Что касается собственно учебной программы гимназии, то необходимо иметь в виду, что с момента ее основания преподавание в ней велось «с немецкого». Ломоносов решительно порывает с этой порочной практикой. Он вводит в программу гимназического обучения курсы («классы», «школы») русского языка, русского красноречия и русской истории. Он требует преподавать арифметику, геометрию, географию на русском языке. Исключение делалось для «первых оснований философии», которые следовало преподавать на латинском языке. Вообще изучению языков (и прежде всего латинского) Ломоносов в своем проекте уделяет серьезное внимание. Кроме латыни, гимназисты должны были изучить начала греческого языка и сверх того, факультативно — немецкий и французский. Наряду с языками им предстояло усвоить «первые основания нужнейших наук», в число которых входили арифметика, геометрия, география, тригонометрия (эта дисциплина, как и русские «классы», впервые вводилась в программу Ломоносовым), а также философия, состоявшая из «логики, метафизики и практической философии» (скорее всего под «практической философией» надо понимать физику).

Все эти учебные циклы — русский, латинский и «первых оснований наук» — должны были, по мысли Ломоносова, чередоваться на каждом году обучения ежедневно: «В классах должен соблюдаться следующий порядок: утром с 7 до 9 часов должно вестись преподавание во всех латинских классах, с 9 до 11 — в русских, а с 2 до 4 пополудни — в классах первых оснований наук».

Предметом особой заботы Ломоносова было моральное воспитание гимназистов, чему посвящены седьмая и восьмая главы проекта — «Об узаконениях для гимназистов» и «Об обязанностях учителей». Наряду с выполнением религиозно-нравственных заветов, принятых в христианском государстве, Ломоносов требует от учеников прежде всего подчинить себя главной цели, ради которой они поступили в гимназию: «При наблюдении заповедей Божиих в Десятисловии и заповедей церковных, коими обеими любви к Богу и ближнему и началам премудрости страха Господня научаемся, следует первая гимназистов должность, чтобы к наукам простирать крайнее прилежание и никакой другой склонности не внимать и не дать в уме так усилиться, чтобы рачение к учению урон или малое ослабление потерпело».

В сущности, все «узаконения для гимназистов» подчинены этой главной цели: все, что помогает учению, — добродетельно, все, что мешает, — порочно.
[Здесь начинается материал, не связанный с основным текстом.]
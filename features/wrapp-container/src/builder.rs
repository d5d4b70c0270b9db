use std::sync::Arc;

use crate::{
    config::ComponentConfig, container::Container, errors::ConfigError, module::ModuleLoader,
};

/// Collects components before building a [Container]
///
/// The module loader is required up front, there is no default loader.
pub struct ContainerBuilder {
    loader: Arc<dyn ModuleLoader>,
    /// Registered in insertion order on build
    components: Vec<(String, ComponentConfig)>,
}

impl ContainerBuilder {
    pub fn new(loader: Arc<dyn ModuleLoader>) -> Self {
        ContainerBuilder {
            loader,
            components: Vec::new(),
        }
    }

    pub fn add_component(mut self, id: impl Into<String>, config: ComponentConfig) -> Self {
        self.components.push((id.into(), config));
        self
    }

    pub fn build(self) -> Result<Container, ConfigError> {
        let container = Container::new(self.loader);
        container.add_components(self.components)?;
        Ok(container)
    }
}
use std::{
    any::Any,
    collections::HashMap,
    fmt::Debug,
    sync::Arc,
};

/// All errors must be Send + Sync, creators and loaders may run on any thread
pub type DynError = Box<dyn std::error::Error + Send + Sync>;

/// Named slots assigned to an instance when it has no dedicated setter for a property
pub type Fields = HashMap<String, Value>;

/// Type erasure helper, implemented for every `Any + Send + Sync` type
pub trait AsAny: Any + Send + Sync {
    fn as_any(&self) -> &dyn Any;
    fn into_any(self: Arc<Self>) -> Arc<dyn Any + Send + Sync>;
}
impl<T: Any + Send + Sync> AsAny for T {
    fn as_any(&self) -> &dyn Any {
        self
    }

    fn into_any(self: Arc<Self>) -> Arc<dyn Any + Send + Sync> {
        self
    }
}

/// Anything a creator produces.
///
/// The default implementation has no setters and nothing to dispose, so for most types
/// `impl Component for MyService {}` is enough.
pub trait Component: AsAny {
    /// Property keys for which this component exposes a `set<Key>` setter.
    ///
    /// For `auto` components these keys are also used to discover setter dependencies.
    fn setters(&self) -> &[&'static str] {
        &[]
    }

    /// Called for every injected key listed in [Component::setters]
    fn set(&mut self, key: &str, value: Value) {
        let _ = (key, value);
    }

    /// Called once when the owning container is disposed (singletons only)
    fn dispose(&self) {}
}

/// A constructed and fully injected component
#[derive(Clone)]
pub struct Instance {
    id: Arc<str>,
    object: Arc<dyn Component>,
    fields: Arc<Fields>,
}
impl Debug for Instance {
    fn fmt(&self, f: &mut std::fmt::Formatter<'_>) -> std::fmt::Result {
        f.debug_struct("Instance")
            .field("id", &self.id)
            .field("fields", &self.fields.keys().collect::<Vec<_>>())
            .finish()
    }
}

impl Instance {
    pub(crate) fn new(id: &str, object: Arc<dyn Component>, fields: Fields) -> Self {
        Instance {
            id: Arc::from(id),
            object,
            fields: Arc::new(fields),
        }
    }

    /// Id of the component this instance was built for
    pub fn id(&self) -> &str {
        &self.id
    }

    pub fn object(&self) -> &dyn Component {
        self.object.as_ref()
    }

    /// Attempts to get the concrete type back
    pub fn downcast<T: Any + Send + Sync>(&self) -> Option<Arc<T>> {
        AsAny::into_any(Arc::clone(&self.object)).downcast::<T>().ok()
    }

    /// Value assigned to a slot because the component had no setter for `key`
    pub fn field(&self, key: &str) -> Option<&Value> {
        self.fields.get(key)
    }

    pub fn fields(&self) -> &Fields {
        &self.fields
    }

    /// True if both handles point to the very same object
    pub fn ptr_eq(&self, other: &Instance) -> bool {
        std::ptr::addr_eq(Arc::as_ptr(&self.object), Arc::as_ptr(&other.object))
    }
}

/// A resolved dependency, argument or requested component
#[derive(Clone, Debug, Default)]
pub enum Value {
    /// Nothing could be resolved, e.g. the id was never registered
    #[default]
    Missing,
    /// A literal taken as declared in the config
    Literal(serde_json::Value),
    /// A component instance
    Instance(Instance),
}

impl Value {
    pub fn is_missing(&self) -> bool {
        matches!(self, Value::Missing)
    }

    pub fn as_literal(&self) -> Option<&serde_json::Value> {
        match self {
            Value::Literal(literal) => Some(literal),
            _ => None,
        }
    }

    pub fn as_str(&self) -> Option<&str> {
        self.as_literal().and_then(serde_json::Value::as_str)
    }

    pub fn as_instance(&self) -> Option<&Instance> {
        match self {
            Value::Instance(instance) => Some(instance),
            _ => None,
        }
    }

    /// Shortcut for `as_instance` followed by [Instance::downcast]
    pub fn downcast<T: Any + Send + Sync>(&self) -> Option<Arc<T>> {
        self.as_instance().and_then(Instance::downcast::<T>)
    }
}

impl From<serde_json::Value> for Value {
    fn from(literal: serde_json::Value) -> Self {
        Value::Literal(literal)
    }
}

impl From<Instance> for Value {
    fn from(instance: Instance) -> Self {
        Value::Instance(instance)
    }
}

static MISSING: Value = Value::Missing;

/// Arguments handed to a creator, literals as declared and references already resolved
#[derive(Debug, Default)]
pub struct Args(Vec<Value>);

impl Args {
    pub fn new(values: Vec<Value>) -> Self {
        Args(values)
    }

    /// Argument at `index`, [Value::Missing] if out of range
    pub fn get(&self, index: usize) -> &Value {
        self.0.get(index).unwrap_or(&MISSING)
    }

    pub fn literal(&self, index: usize) -> Option<&serde_json::Value> {
        self.get(index).as_literal()
    }

    pub fn str(&self, index: usize) -> Option<&str> {
        self.get(index).as_str()
    }

    pub fn instance<T: Any + Send + Sync>(&self, index: usize) -> Option<Arc<T>> {
        self.get(index).downcast()
    }

    pub fn len(&self) -> usize {
        self.0.len()
    }

    pub fn is_empty(&self) -> bool {
        self.0.is_empty()
    }

    pub fn iter(&self) -> impl Iterator<Item = &Value> {
        self.0.iter()
    }

    pub fn into_inner(self) -> Vec<Value> {
        self.0
    }
}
Ломоносов вменяет им в обязанность беспрекословное послушание учителям, требует «отбегать от ссор междоусобных, а особливо от бесчестных браней и от драк, не попрекать другого природными недостатками и не злобствовать», «не мешать другим в ученьи криком, играньем, стуком, шумом или каким другим образом, чем рассуждение и память в беспорядок приведены быть могут» и т. д. Чтобы ученики не выросли заносчивыми либо подобострастными, Ломоносов предъявляет и к преподавателям моральные требования, которые призваны обратить закон беспрекословного послушания им во благо для учеников: «Учители с учениками не должны поступать ни гордо, ни фамилиарно. Первое производит к ним ненависть, второе — презрение. Умеренность не даст места ни тому, ни другому, и словом, учитель должен не токмо словами учение, но и поступками добрый пример показывать учащимся». Предписанное учителям, добавляет Ломоносов, «надлежит наблюдать и самому ректору, поелику он есть учитель».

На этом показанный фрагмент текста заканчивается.